Since the characterisation of the gene-for-gene concept in plant disease resistance by Flor in the 1940s, resistance (R) genes have played a central role in breeding resistant crops. Gene-for-gene resistance is now known to be the result of the effector-triggered immunity response in plants. Molecular characterisation of R proteins reveals that they function analogously to the intracellular NOD-like receptors (NLRs) of the animal innate immune system, and are therefore typically referred to as plant NLR proteins.

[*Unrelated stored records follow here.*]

//! courier — headless peer channel daemon.
//!
//! Loads the local identity key pair, registers with the signaling relay,
//! and runs one channel manager for the local user. Commands arrive on
//! stdin; received messages and channel status go to stdout.
//!
//! Usage:
//!   courier --id <participant-id> [--relay-url <ws://host:port>]
//!           [--scope lan|overlay|global] [--advertise <ip>]...
//!
//! Commands:
//!   connect <id>        open a direct channel
//!   send <id> <text>    encrypt and send
//!   close <id>          tear the channel down
//!   call <id>           start a media call
//!   accept <id>         accept a ringing call
//!   hangup <id>         end a call
//!   quit

use std::collections::HashMap;
use std::io::{self, BufRead};
use std::sync::mpsc;
use std::sync::{Arc, Mutex};
use std::thread;
use std::time::Duration;

use tungstenite::Message as WsMessage;

use courier::call::CallState;
use courier::candidate_filter::NetworkScope;
use courier::control::{ClientFrame, RelayFrame};
use courier::key_directory::{KeyDirectory, RemoteKeyLookup};
use courier::key_store::{load_or_create_keypair, resolve_key_path};
use courier::manager::{
    ChannelManager, ChannelObserver, ManagerConfig, ManagerEvent, ManagerHandle, RelayLink,
};
use courier::message::Message;

// ── Constants ───────────────────────────────────────────────

const DEFAULT_RELAY_URL: &str = "ws://127.0.0.1:4000";

/// Poll interval for the relay socket loop.
const POLL_READ_TIMEOUT: Duration = Duration::from_millis(50);

/// How long a remote key lookup may wait for its result.
const KEY_LOOKUP_TIMEOUT: Duration = Duration::from_secs(10);

// ── CLI ─────────────────────────────────────────────────────

struct Args {
    participant_id: String,
    relay_url: String,
    scope: NetworkScope,
    advertise_ips: Vec<String>,
}

fn parse_args() -> Args {
    let argv: Vec<String> = std::env::args().collect();
    let mut participant_id = None;
    let mut relay_url = DEFAULT_RELAY_URL.to_string();
    let mut scope = NetworkScope::Lan;
    let mut advertise_ips = Vec::new();

    let mut i = 1;
    while i < argv.len() {
        match argv[i].as_str() {
            "--id" => {
                i += 1;
                participant_id = match argv.get(i) {
                    Some(id) if !id.is_empty() => Some(id.clone()),
                    _ => {
                        eprintln!("--id requires a participant id");
                        std::process::exit(1);
                    }
                };
            }
            "--relay-url" => {
                i += 1;
                relay_url = match argv.get(i) {
                    Some(url) => url.clone(),
                    None => {
                        eprintln!("--relay-url requires a URL");
                        std::process::exit(1);
                    }
                };
            }
            "--scope" => {
                i += 1;
                scope = match argv.get(i).map(|s| s.parse::<NetworkScope>()) {
                    Some(Ok(s)) => s,
                    _ => {
                        eprintln!("--scope must be lan, overlay, or global");
                        std::process::exit(1);
                    }
                };
            }
            "--advertise" => {
                i += 1;
                match argv.get(i) {
                    Some(ip) => advertise_ips.push(ip.clone()),
                    None => {
                        eprintln!("--advertise requires an IP address");
                        std::process::exit(1);
                    }
                }
            }
            other => {
                eprintln!("Unknown argument: {}", other);
                eprintln!(
                    "Usage: courier --id <participant-id> [--relay-url <url>] \
                     [--scope lan|overlay|global] [--advertise <ip>]..."
                );
                std::process::exit(1);
            }
        }
        i += 1;
    }

    let participant_id = participant_id.unwrap_or_else(|| {
        eprintln!("--id is required");
        std::process::exit(1);
    });
    Args {
        participant_id,
        relay_url,
        scope,
        advertise_ips,
    }
}

// ── Relay link plumbing ─────────────────────────────────────

/// Outbound frames are queued here and drained by the relay poll loop.
struct QueuedRelayLink {
    out: mpsc::Sender<ClientFrame>,
}

impl RelayLink for QueuedRelayLink {
    fn send(&self, frame: &ClientFrame) -> Result<(), String> {
        self.out
            .send(frame.clone())
            .map_err(|_| "relay link closed".to_string())
    }
}

type PendingLookups = Arc<Mutex<HashMap<String, mpsc::Sender<Option<String>>>>>;

/// Remote key lookup over the relay connection: sends `key-lookup` and
/// waits for the poll loop to route the matching `key-result` back.
struct RelayKeyLookup {
    out: mpsc::Sender<ClientFrame>,
    pending: PendingLookups,
}

impl RemoteKeyLookup for RelayKeyLookup {
    fn fetch(&self, participant_id: &str) -> Result<Option<String>, String> {
        let (tx, rx) = mpsc::channel();
        self.pending
            .lock()
            .expect("BUG: pending lookup lock poisoned")
            .insert(participant_id.to_string(), tx);
        self.out
            .send(ClientFrame::KeyLookup {
                participant_id: participant_id.to_string(),
            })
            .map_err(|_| "relay link closed".to_string())?;
        rx.recv_timeout(KEY_LOOKUP_TIMEOUT)
            .map_err(|_| "key lookup timed out".to_string())
    }
}

// ── Observer ────────────────────────────────────────────────

/// Prints channel activity for the interactive session.
struct PrintObserver;

impl ChannelObserver for PrintObserver {
    fn message_received(&self, message: &Message) {
        println!("[msg] {}: {}", message.sender_id, message.payload);
    }
    fn status_changed(&self, remote_id: &str, active: bool) {
        println!(
            "[channel] {} is {}",
            remote_id,
            if active { "open" } else { "closed" }
        );
    }
    fn sends_discarded(&self, remote_id: &str, count: usize) {
        println!(
            "[channel] connection to {} lost; {} queued messages discarded",
            remote_id, count
        );
    }
    fn read_acknowledged(&self, message_id: &str) {
        println!("[read] {}", message_id);
    }
    fn message_undecryptable(&self, sender_id: &str, message_id: &str) {
        println!(
            "[msg] {}: (undecryptable, id {}; ask the sender to resend)",
            sender_id, message_id
        );
    }
    fn call_state(&self, remote_id: &str, state: CallState) {
        println!("[call] {} {:?}", remote_id, state);
    }
}

// ── Relay poll loop ─────────────────────────────────────────

/// Owns the relay socket: drains outbound frames and routes inbound ones
/// to the pending key lookups or the manager.
fn run_relay_loop(
    relay_url: &str,
    participant_id: &str,
    public_key_b64: &str,
    out_rx: mpsc::Receiver<ClientFrame>,
    pending: PendingLookups,
    manager: ManagerHandle,
) -> Result<(), String> {
    let (mut ws, _resp) =
        tungstenite::connect(relay_url).map_err(|e| format!("connect {}: {}", relay_url, e))?;
    match ws.get_ref() {
        tungstenite::stream::MaybeTlsStream::Plain(stream) => stream
            .set_read_timeout(Some(POLL_READ_TIMEOUT))
            .map_err(|e| e.to_string())?,
        _ => return Err("unexpected TLS relay stream".to_string()),
    }

    let register = ClientFrame::Register {
        participant_id: participant_id.to_string(),
        public_key: public_key_b64.to_string(),
    };
    let json = serde_json::to_string(&register).map_err(|e| e.to_string())?;
    ws.send(WsMessage::Text(json)).map_err(|e| e.to_string())?;

    loop {
        // Drain frames the manager queued for the relay.
        while let Ok(frame) = out_rx.try_recv() {
            let json = serde_json::to_string(&frame).map_err(|e| e.to_string())?;
            ws.send(WsMessage::Text(json)).map_err(|e| e.to_string())?;
        }

        let msg = match ws.read() {
            Ok(msg) => msg,
            Err(tungstenite::Error::Io(ref e))
                if e.kind() == io::ErrorKind::WouldBlock
                    || e.kind() == io::ErrorKind::TimedOut =>
            {
                continue;
            }
            Err(tungstenite::Error::ConnectionClosed)
            | Err(tungstenite::Error::AlreadyClosed) => {
                return Err("relay closed the connection".to_string());
            }
            Err(e) => return Err(e.to_string()),
        };
        if msg.is_ping() || msg.is_pong() {
            continue;
        }
        if msg.is_close() {
            return Err("relay sent close".to_string());
        }
        let text = match msg {
            WsMessage::Text(t) => t,
            _ => continue,
        };
        let frame: RelayFrame = match serde_json::from_str(&text) {
            Ok(f) => f,
            Err(e) => {
                eprintln!("[courier] unparseable relay frame: {}", e);
                continue;
            }
        };

        // Key results answer a blocked lookup; everything else goes to
        // the manager.
        if let RelayFrame::KeyResult {
            participant_id,
            public_key,
        } = &frame
        {
            let waiter = pending
                .lock()
                .expect("BUG: pending lookup lock poisoned")
                .remove(participant_id);
            if let Some(tx) = waiter {
                let _ = tx.send(public_key.clone());
                continue;
            }
        }
        manager.relay_frame(frame);
    }
}

// ── Stdin commands ──────────────────────────────────────────

fn run_command_loop(manager: &ManagerHandle) {
    let stdin = io::stdin();
    for line in stdin.lock().lines() {
        let line = match line {
            Ok(l) => l,
            Err(_) => break,
        };
        let mut parts = line.trim().splitn(3, ' ');
        let command = parts.next().unwrap_or("");
        let target = parts.next();
        match (command, target) {
            ("connect", Some(id)) => manager.connect(id),
            ("send", Some(id)) => match parts.next() {
                Some(text) => manager.send(id, text),
                None => eprintln!("usage: send <id> <text>"),
            },
            ("close", Some(id)) => manager.close(id),
            ("call", Some(id)) => manager.post(ManagerEvent::CallDial {
                remote_id: id.to_string(),
            }),
            ("accept", Some(id)) => manager.post(ManagerEvent::CallAccept {
                remote_id: id.to_string(),
            }),
            ("hangup", Some(id)) => manager.post(ManagerEvent::CallHangUp {
                remote_id: id.to_string(),
            }),
            ("quit", _) => break,
            ("", _) => {}
            _ => eprintln!("unknown command: {}", line.trim()),
        }
    }
}

// ── Entry ───────────────────────────────────────────────────

fn main() {
    let args = parse_args();

    let key_path = match resolve_key_path() {
        Ok(p) => p,
        Err(e) => {
            eprintln!("[courier] FATAL: {}", e);
            std::process::exit(1);
        }
    };
    let keypair = match load_or_create_keypair(&key_path) {
        Ok(kp) => kp,
        Err(e) => {
            eprintln!("[courier] FATAL: {}", e);
            std::process::exit(1);
        }
    };
    let public_key_b64 = keypair.public_key_base64();
    eprintln!(
        "[courier] identity loaded for {} (key {})",
        args.participant_id, public_key_b64
    );

    let (out_tx, out_rx) = mpsc::channel::<ClientFrame>();
    let pending: PendingLookups = Arc::new(Mutex::new(HashMap::new()));

    let directory = Arc::new(KeyDirectory::new(Box::new(RelayKeyLookup {
        out: out_tx.clone(),
        pending: pending.clone(),
    })));

    let manager = ChannelManager::new(
        ManagerConfig {
            local_id: args.participant_id.clone(),
            scope: args.scope,
            advertise_ips: args.advertise_ips.clone(),
        },
        keypair,
        directory,
        Box::new(QueuedRelayLink { out: out_tx }),
        Box::new(PrintObserver),
    );
    let (handle, _manager_join) = manager.spawn();

    let relay_handle = handle.clone();
    let relay_url = args.relay_url.clone();
    let participant_id = args.participant_id.clone();
    let spawned = thread::Builder::new()
        .name("relay-loop".to_string())
        .spawn(move || {
            if let Err(e) = run_relay_loop(
                &relay_url,
                &participant_id,
                &public_key_b64,
                out_rx,
                pending,
                relay_handle,
            ) {
                eprintln!("[courier] FATAL: relay loop: {}", e);
                std::process::exit(1);
            }
        });
    if let Err(e) = spawned {
        eprintln!("[courier] FATAL: relay thread spawn failed: {}", e);
        std::process::exit(1);
    }

    run_command_loop(&handle);
    handle.shutdown();
}
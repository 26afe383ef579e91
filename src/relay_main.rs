//! courier-relay — signaling relay for the peer channel subsystem.
//!
//! Accepts any number of WebSocket peers. The first frame on a connection
//! must be `register`; after that the connection's thread polls its socket
//! and drains the peer's outbound queue, while all routing state lives in
//! one `RelayCore` behind a mutex.
//!
//! Usage:
//!   courier-relay [--port <PORT>]

use std::io;
use std::net::{TcpListener, TcpStream};
use std::sync::mpsc;
use std::sync::{Arc, Mutex};
use std::thread;
use std::time::Duration;

use tungstenite::{Message as WsMessage, WebSocket};

use courier::control::{ClientFrame, RelayFrame};
use courier::relay::{PeerHandle, RelayCore};

// ── Constants ───────────────────────────────────────────────

/// Default TCP listen port.
const DEFAULT_PORT: u16 = 4000;

/// Read timeout for the per-connection poll loop: each pass drains the
/// outbound queue, then waits this long for inbound data.
const POLL_READ_TIMEOUT: Duration = Duration::from_millis(50);

/// How long a fresh connection may take to send its register frame.
const REGISTER_TIMEOUT: Duration = Duration::from_secs(10);

type WsStream = WebSocket<TcpStream>;

// ── CLI ─────────────────────────────────────────────────────

fn parse_args() -> u16 {
    let argv: Vec<String> = std::env::args().collect();
    let mut port = DEFAULT_PORT;
    let mut i = 1;
    while i < argv.len() {
        match argv[i].as_str() {
            "--port" => {
                i += 1;
                port = match argv.get(i).and_then(|s| s.parse::<u16>().ok()) {
                    Some(p) if p > 0 => p,
                    _ => {
                        eprintln!("--port requires a valid port number (1-65535)");
                        std::process::exit(1);
                    }
                };
            }
            other => {
                eprintln!("Unknown argument: {}", other);
                eprintln!("Usage: courier-relay [--port <PORT>]");
                std::process::exit(1);
            }
        }
        i += 1;
    }
    port
}

// ── Connection handling ─────────────────────────────────────

/// Read one text frame, treating timeouts as `None`.
fn read_text(ws: &mut WsStream) -> Result<Option<String>, String> {
    let msg = match ws.read() {
        Ok(msg) => msg,
        Err(tungstenite::Error::Io(ref e))
            if e.kind() == io::ErrorKind::WouldBlock || e.kind() == io::ErrorKind::TimedOut =>
        {
            return Ok(None);
        }
        Err(tungstenite::Error::ConnectionClosed) | Err(tungstenite::Error::AlreadyClosed) => {
            return Err("connection closed".to_string());
        }
        Err(e) => return Err(e.to_string()),
    };

    if msg.is_ping() || msg.is_pong() {
        return Ok(None);
    }
    if msg.is_close() {
        return Err("peer sent close".to_string());
    }
    match msg {
        WsMessage::Text(text) => Ok(Some(text)),
        other => {
            eprintln!("[relay] ignoring non-text message ({} bytes)", other.len());
            Ok(None)
        }
    }
}

/// Wait for the connection's register frame.
fn await_register(ws: &mut WsStream) -> Result<(String, String), String> {
    let deadline = std::time::Instant::now() + REGISTER_TIMEOUT;
    loop {
        if std::time::Instant::now() > deadline {
            return Err("no register frame within timeout".to_string());
        }
        let text = match read_text(ws)? {
            Some(t) => t,
            None => continue,
        };
        return match serde_json::from_str::<ClientFrame>(&text) {
            Ok(ClientFrame::Register {
                participant_id,
                public_key,
            }) => Ok((participant_id, public_key)),
            Ok(_) => Err("first frame must be register".to_string()),
            Err(e) => Err(format!("unparseable register frame: {}", e)),
        };
    }
}

fn send_frame(ws: &mut WsStream, frame: &RelayFrame) -> Result<(), String> {
    let json = serde_json::to_string(frame).map_err(|e| e.to_string())?;
    ws.send(WsMessage::Text(json)).map_err(|e| e.to_string())
}

/// One connection: register, then poll inbound frames and drain the
/// peer's outbound queue until either side ends the connection.
fn run_connection(stream: TcpStream, core: Arc<Mutex<RelayCore>>) {
    let peer_addr = stream
        .peer_addr()
        .map(|a| a.to_string())
        .unwrap_or_else(|_| "unknown".to_string());

    if let Err(e) = stream.set_read_timeout(Some(POLL_READ_TIMEOUT)) {
        eprintln!("[relay] {}: set_read_timeout failed: {}", peer_addr, e);
        return;
    }
    let mut ws = match tungstenite::accept(stream) {
        Ok(ws) => ws,
        Err(e) => {
            eprintln!("[relay] {}: WebSocket handshake failed: {}", peer_addr, e);
            return;
        }
    };

    let (participant_id, public_key) = match await_register(&mut ws) {
        Ok(pair) => pair,
        Err(e) => {
            eprintln!("[relay] {}: {}", peer_addr, e);
            let _ = send_frame(
                &mut ws,
                &RelayFrame::Error {
                    message: e,
                },
            );
            return;
        }
    };
    eprintln!("[relay] {} registered as {}", peer_addr, participant_id);

    let (tx, rx) = mpsc::channel::<RelayFrame>();
    let generation = {
        let mut core = core.lock().expect("relay core lock poisoned");
        core.register(&participant_id, &public_key, PeerHandle::new(tx))
    };

    loop {
        // Drain routed frames for this peer.
        let mut write_failed = false;
        while let Ok(frame) = rx.try_recv() {
            if let Err(e) = send_frame(&mut ws, &frame) {
                eprintln!("[relay] {}: write failed: {}", participant_id, e);
                write_failed = true;
                break;
            }
        }
        if write_failed {
            break;
        }

        // Poll inbound.
        match read_text(&mut ws) {
            Ok(Some(text)) => {
                let mut core = core.lock().expect("relay core lock poisoned");
                core.handle_text(&participant_id, &text);
            }
            Ok(None) => {}
            Err(reason) => {
                eprintln!("[relay] {}: {}", participant_id, reason);
                break;
            }
        }
    }

    // If the peer reconnected meanwhile, its new registration stays.
    let mut core = core.lock().expect("relay core lock poisoned");
    core.unregister_if_current(&participant_id, generation);
}

// ── Entry ───────────────────────────────────────────────────

fn main() {
    let port = parse_args();

    let bind_addr = format!("0.0.0.0:{}", port);
    let listener = match TcpListener::bind(&bind_addr) {
        Ok(l) => {
            eprintln!("[relay] listening on {}", bind_addr);
            l
        }
        Err(e) => {
            eprintln!("[relay] FATAL: bind {} failed: {}", bind_addr, e);
            std::process::exit(1);
        }
    };

    let core = Arc::new(Mutex::new(RelayCore::new()));

    for stream in listener.incoming() {
        let stream = match stream {
            Ok(s) => s,
            Err(e) => {
                eprintln!("[relay] accept failed: {}", e);
                continue;
            }
        };
        let core = core.clone();
        if let Err(e) = thread::Builder::new()
            .name("relay-conn".to_string())
            .spawn(move || run_connection(stream, core))
        {
            eprintln!("[relay] connection thread spawn failed: {}", e);
        }
    }
}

Model for signalling by cooperative assembly formation (SCAF) of plant NLRs.
Model for signalling by cooperative assembly formation (SCAF) of plant NLRs. When unchallenged by pathogen effectors, plant NLRs exist in equilibrium between a closed inactive conformation (stabilized by ADP binding) and an open activated conformation, with the equilibrium strongly skewed towards the former. Both ATP and effector (or effector-induced elicitor in the case of indirect effector recognition) binding stabilize the active conformation, but only when both ATP and effector are bound, the equilibrium shifts sufficiently towards the active conformation to cause downstream events to take place. The active conformer presents new interfaces supporting oligomerization, and the NLRs are able to oligomerize. In analogy with NAIP/NLRC4, a small proportion of active NLRs can seed the conformational transition of further inactive NLRs to the active conformation and allow them to participate in the oligomerization, leading to a cooperative assembly of the resistosome. The downstream adaptors and ‘effector enzymes’ have not been identified in plant systems at this stage.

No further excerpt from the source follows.